Task to complete: Work out how many lines in the entries below include the word "placeholders". Give nothing but the number.

Material for the task:
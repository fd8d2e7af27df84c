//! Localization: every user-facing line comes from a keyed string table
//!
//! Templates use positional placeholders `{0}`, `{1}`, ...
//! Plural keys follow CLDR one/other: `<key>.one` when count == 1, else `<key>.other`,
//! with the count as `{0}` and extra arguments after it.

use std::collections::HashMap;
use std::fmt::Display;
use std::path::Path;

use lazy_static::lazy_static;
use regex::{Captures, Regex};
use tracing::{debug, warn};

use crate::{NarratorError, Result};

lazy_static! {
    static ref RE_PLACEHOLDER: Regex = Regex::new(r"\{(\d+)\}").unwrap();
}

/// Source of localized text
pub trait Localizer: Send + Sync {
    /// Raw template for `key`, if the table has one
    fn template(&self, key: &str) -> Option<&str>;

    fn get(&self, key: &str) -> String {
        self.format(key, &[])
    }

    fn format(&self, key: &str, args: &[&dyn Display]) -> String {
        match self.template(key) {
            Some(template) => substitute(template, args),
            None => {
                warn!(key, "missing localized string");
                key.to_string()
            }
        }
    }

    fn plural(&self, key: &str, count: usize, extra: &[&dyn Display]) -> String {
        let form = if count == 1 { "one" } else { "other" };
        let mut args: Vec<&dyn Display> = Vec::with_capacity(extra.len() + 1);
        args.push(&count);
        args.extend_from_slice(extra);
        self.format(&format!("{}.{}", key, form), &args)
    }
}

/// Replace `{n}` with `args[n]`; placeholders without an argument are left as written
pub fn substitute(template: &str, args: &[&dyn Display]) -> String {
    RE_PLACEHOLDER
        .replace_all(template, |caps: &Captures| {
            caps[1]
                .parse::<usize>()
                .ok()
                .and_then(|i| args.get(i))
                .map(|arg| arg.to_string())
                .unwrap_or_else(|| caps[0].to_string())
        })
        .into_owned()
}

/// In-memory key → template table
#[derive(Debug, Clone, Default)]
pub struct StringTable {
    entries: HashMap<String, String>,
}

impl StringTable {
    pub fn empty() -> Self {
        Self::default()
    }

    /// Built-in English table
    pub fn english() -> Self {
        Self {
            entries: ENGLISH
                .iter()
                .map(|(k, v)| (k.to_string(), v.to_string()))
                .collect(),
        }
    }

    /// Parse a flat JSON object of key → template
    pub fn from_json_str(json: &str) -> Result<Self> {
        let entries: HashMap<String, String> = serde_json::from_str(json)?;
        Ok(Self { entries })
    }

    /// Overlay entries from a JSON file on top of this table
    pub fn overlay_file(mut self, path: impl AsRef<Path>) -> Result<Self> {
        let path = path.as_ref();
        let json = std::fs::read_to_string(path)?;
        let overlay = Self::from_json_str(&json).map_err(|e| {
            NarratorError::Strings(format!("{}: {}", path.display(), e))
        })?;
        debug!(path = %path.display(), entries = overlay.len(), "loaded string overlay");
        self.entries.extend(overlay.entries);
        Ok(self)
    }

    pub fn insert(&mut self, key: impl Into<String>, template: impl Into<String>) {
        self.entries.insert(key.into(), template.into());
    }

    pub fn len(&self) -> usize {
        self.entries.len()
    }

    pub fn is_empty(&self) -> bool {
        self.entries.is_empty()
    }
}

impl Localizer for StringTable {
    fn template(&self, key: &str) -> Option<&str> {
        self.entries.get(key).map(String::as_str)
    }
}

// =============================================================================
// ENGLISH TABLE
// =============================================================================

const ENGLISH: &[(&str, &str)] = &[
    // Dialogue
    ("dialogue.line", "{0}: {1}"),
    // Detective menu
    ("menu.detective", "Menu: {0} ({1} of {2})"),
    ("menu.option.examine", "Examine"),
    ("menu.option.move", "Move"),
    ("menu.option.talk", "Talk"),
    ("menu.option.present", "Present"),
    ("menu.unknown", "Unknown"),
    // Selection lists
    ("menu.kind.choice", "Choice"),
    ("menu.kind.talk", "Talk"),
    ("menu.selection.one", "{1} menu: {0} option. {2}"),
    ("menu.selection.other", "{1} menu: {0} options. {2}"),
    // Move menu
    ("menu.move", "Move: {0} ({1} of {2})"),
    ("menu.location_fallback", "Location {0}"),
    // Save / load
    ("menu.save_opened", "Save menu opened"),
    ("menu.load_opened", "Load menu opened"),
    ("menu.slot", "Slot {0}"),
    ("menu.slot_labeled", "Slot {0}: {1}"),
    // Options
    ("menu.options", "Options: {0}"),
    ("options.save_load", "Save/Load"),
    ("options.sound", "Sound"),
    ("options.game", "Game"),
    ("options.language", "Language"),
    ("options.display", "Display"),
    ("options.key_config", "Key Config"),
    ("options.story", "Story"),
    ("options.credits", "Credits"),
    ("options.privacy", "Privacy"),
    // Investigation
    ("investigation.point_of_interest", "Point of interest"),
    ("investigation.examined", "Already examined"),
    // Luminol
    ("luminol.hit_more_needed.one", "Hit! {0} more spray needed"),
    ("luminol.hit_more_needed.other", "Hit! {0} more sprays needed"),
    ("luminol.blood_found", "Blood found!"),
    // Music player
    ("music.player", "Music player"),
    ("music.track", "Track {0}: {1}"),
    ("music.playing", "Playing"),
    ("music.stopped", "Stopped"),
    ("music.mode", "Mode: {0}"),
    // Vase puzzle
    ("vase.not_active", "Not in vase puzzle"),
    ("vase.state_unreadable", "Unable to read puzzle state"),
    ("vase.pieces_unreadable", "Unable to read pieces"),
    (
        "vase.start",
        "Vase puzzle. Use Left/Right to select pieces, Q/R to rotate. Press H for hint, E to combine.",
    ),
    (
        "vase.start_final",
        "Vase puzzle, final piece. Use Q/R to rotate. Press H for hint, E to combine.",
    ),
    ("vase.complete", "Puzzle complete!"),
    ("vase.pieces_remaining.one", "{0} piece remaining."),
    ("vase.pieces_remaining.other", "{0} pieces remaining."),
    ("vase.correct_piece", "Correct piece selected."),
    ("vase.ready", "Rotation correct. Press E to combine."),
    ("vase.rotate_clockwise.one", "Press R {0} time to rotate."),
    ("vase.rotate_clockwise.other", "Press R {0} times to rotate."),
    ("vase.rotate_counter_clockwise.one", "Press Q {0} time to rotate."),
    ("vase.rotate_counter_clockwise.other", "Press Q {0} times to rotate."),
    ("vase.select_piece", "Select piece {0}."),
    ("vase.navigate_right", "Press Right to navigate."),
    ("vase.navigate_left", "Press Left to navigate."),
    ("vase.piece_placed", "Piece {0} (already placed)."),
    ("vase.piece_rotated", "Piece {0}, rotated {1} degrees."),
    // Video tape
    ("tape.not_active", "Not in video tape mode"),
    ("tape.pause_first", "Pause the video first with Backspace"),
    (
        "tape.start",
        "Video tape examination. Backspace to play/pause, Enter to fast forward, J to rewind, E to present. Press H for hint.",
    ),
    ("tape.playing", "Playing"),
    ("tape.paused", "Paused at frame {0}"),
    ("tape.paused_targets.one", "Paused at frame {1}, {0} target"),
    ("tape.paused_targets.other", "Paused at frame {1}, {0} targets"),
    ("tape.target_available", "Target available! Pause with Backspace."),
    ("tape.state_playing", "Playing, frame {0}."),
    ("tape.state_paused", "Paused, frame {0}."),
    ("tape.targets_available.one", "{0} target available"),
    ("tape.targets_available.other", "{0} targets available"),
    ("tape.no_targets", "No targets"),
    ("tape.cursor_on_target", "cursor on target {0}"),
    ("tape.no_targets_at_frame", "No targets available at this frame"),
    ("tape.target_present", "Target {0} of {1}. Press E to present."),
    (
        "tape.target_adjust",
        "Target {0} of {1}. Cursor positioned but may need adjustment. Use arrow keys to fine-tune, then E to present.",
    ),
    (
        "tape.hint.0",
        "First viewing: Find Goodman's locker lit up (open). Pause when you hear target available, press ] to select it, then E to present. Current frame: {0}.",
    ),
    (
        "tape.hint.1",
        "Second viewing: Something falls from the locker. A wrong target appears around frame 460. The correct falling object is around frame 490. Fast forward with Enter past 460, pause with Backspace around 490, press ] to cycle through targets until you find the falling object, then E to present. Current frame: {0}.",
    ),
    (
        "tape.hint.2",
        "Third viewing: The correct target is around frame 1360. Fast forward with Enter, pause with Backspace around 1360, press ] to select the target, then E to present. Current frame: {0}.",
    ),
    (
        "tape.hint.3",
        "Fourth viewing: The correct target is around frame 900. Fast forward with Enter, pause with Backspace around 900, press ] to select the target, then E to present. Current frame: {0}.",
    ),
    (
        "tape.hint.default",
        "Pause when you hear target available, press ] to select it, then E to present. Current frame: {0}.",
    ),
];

Response: 2